» EXERCISE OBJECTIVE
From the records below, set down exactly the lines starting with the line that contains "if i < front" and going on through the line that contains "fn source_coordinate(dst: usize, src_len: usize, dst_len: usize)". Nothing else is wanted.

*** Opening of AVAILABLE RECORDS ***

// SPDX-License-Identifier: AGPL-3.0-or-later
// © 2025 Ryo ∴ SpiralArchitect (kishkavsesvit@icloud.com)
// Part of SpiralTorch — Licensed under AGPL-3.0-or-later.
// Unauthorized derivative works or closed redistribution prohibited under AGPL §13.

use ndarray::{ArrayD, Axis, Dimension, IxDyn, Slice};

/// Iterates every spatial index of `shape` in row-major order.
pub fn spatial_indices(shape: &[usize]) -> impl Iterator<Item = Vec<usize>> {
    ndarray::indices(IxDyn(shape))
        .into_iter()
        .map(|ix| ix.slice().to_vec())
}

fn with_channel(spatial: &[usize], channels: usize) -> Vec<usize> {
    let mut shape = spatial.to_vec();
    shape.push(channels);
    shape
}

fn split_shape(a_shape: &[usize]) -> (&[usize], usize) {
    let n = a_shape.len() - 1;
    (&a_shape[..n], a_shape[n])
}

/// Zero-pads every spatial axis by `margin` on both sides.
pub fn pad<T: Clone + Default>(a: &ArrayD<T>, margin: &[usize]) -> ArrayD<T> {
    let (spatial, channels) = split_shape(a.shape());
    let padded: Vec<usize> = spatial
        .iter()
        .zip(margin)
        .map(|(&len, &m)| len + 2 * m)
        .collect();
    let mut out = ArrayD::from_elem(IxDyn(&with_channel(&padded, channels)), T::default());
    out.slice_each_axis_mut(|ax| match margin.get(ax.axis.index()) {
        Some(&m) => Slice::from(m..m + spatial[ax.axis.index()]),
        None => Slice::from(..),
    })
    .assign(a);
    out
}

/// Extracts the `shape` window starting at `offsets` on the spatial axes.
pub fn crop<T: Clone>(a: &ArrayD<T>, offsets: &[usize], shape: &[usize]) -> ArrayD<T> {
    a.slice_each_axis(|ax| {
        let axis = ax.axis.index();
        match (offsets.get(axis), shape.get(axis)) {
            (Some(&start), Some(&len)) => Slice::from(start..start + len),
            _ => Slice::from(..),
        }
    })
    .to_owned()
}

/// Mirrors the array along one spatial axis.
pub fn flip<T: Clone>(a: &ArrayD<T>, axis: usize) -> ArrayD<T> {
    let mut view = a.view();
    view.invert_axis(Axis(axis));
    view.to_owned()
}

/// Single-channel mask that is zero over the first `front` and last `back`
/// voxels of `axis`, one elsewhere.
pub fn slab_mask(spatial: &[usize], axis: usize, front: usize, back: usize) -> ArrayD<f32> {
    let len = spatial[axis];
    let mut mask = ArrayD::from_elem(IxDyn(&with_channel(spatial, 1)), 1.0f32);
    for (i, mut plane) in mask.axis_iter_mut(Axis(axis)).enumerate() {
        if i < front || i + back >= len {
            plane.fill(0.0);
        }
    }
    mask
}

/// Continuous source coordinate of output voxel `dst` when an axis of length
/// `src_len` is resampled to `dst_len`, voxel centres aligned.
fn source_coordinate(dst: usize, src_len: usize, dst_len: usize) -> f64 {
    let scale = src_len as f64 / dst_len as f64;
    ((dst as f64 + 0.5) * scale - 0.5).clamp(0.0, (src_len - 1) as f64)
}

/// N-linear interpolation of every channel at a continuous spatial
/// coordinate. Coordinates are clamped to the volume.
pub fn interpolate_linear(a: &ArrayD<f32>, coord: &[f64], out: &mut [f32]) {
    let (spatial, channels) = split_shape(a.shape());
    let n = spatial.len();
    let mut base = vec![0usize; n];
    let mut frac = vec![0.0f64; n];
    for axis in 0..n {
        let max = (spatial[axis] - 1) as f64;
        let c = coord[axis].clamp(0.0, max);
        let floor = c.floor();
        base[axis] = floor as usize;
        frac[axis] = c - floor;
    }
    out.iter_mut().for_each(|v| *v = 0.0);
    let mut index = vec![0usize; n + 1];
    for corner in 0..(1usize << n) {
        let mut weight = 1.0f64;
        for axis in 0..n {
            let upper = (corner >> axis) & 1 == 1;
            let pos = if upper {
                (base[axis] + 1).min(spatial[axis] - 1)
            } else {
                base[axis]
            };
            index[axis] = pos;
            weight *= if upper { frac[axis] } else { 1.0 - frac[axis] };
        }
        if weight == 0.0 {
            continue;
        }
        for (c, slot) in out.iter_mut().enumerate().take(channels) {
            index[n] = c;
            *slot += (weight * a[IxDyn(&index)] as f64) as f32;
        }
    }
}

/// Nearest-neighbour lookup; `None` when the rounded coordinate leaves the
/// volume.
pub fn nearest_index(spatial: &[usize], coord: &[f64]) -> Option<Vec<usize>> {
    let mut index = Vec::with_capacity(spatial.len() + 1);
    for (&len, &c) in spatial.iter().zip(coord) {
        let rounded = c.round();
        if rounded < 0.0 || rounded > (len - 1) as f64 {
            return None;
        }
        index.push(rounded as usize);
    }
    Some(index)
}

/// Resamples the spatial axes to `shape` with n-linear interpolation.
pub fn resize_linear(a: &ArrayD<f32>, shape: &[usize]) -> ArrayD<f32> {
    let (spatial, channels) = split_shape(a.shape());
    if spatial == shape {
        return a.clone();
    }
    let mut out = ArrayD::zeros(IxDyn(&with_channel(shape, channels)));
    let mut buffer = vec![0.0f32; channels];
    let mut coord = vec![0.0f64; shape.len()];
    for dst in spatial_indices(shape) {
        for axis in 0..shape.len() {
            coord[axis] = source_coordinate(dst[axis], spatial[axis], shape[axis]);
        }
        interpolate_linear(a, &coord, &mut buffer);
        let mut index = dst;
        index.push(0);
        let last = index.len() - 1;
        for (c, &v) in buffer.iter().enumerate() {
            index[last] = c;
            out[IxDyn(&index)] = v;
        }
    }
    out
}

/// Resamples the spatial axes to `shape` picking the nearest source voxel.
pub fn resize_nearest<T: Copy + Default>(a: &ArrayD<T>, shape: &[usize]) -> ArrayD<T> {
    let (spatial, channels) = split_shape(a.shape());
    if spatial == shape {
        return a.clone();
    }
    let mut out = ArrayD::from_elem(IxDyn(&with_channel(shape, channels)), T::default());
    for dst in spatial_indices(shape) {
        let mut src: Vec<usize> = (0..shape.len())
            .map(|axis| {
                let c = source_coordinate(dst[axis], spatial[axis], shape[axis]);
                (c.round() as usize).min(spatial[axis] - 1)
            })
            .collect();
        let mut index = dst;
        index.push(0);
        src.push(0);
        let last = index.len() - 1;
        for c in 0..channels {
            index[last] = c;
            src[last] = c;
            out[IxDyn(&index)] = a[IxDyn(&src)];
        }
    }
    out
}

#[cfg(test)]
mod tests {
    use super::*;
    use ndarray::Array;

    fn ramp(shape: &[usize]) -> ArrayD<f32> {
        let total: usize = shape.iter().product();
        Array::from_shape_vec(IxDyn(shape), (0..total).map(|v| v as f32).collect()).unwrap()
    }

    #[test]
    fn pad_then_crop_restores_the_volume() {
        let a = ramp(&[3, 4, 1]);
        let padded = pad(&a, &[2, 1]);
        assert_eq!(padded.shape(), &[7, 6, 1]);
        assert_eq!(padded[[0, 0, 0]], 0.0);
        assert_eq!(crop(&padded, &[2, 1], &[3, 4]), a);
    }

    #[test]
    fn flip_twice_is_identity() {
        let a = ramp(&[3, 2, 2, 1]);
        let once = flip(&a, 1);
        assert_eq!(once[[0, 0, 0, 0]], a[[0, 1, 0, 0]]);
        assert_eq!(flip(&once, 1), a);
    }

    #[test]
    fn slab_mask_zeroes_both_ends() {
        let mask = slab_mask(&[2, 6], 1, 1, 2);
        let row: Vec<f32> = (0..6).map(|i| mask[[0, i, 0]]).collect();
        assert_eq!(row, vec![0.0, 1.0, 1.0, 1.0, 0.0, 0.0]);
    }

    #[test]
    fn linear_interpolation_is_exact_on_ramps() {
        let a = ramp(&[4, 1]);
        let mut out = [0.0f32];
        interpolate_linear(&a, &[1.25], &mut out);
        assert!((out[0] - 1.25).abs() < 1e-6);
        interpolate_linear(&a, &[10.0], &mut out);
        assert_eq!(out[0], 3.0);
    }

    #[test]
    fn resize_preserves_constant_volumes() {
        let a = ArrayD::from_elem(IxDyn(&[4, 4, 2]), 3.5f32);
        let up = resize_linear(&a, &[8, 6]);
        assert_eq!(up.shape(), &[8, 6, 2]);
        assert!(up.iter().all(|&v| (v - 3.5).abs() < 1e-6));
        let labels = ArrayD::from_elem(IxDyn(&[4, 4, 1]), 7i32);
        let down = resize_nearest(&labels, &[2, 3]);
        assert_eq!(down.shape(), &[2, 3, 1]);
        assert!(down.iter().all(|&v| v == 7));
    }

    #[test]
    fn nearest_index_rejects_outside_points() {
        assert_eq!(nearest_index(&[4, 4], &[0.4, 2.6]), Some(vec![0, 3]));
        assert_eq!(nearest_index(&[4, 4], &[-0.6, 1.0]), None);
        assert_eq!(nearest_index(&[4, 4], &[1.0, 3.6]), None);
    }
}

*** Close of AVAILABLE RECORDS ***

» SOLUTION TO THIS EXERCISE
        if i < front || i + back >= len {
            plane.fill(0.0);
        }
    }
    mask
}

/// Continuous source coordinate of output voxel `dst` when an axis of length
/// `src_len` is resampled to `dst_len`, voxel centres aligned.
fn source_coordinate(dst: usize, src_len: usize, dst_len: usize) -> f64 {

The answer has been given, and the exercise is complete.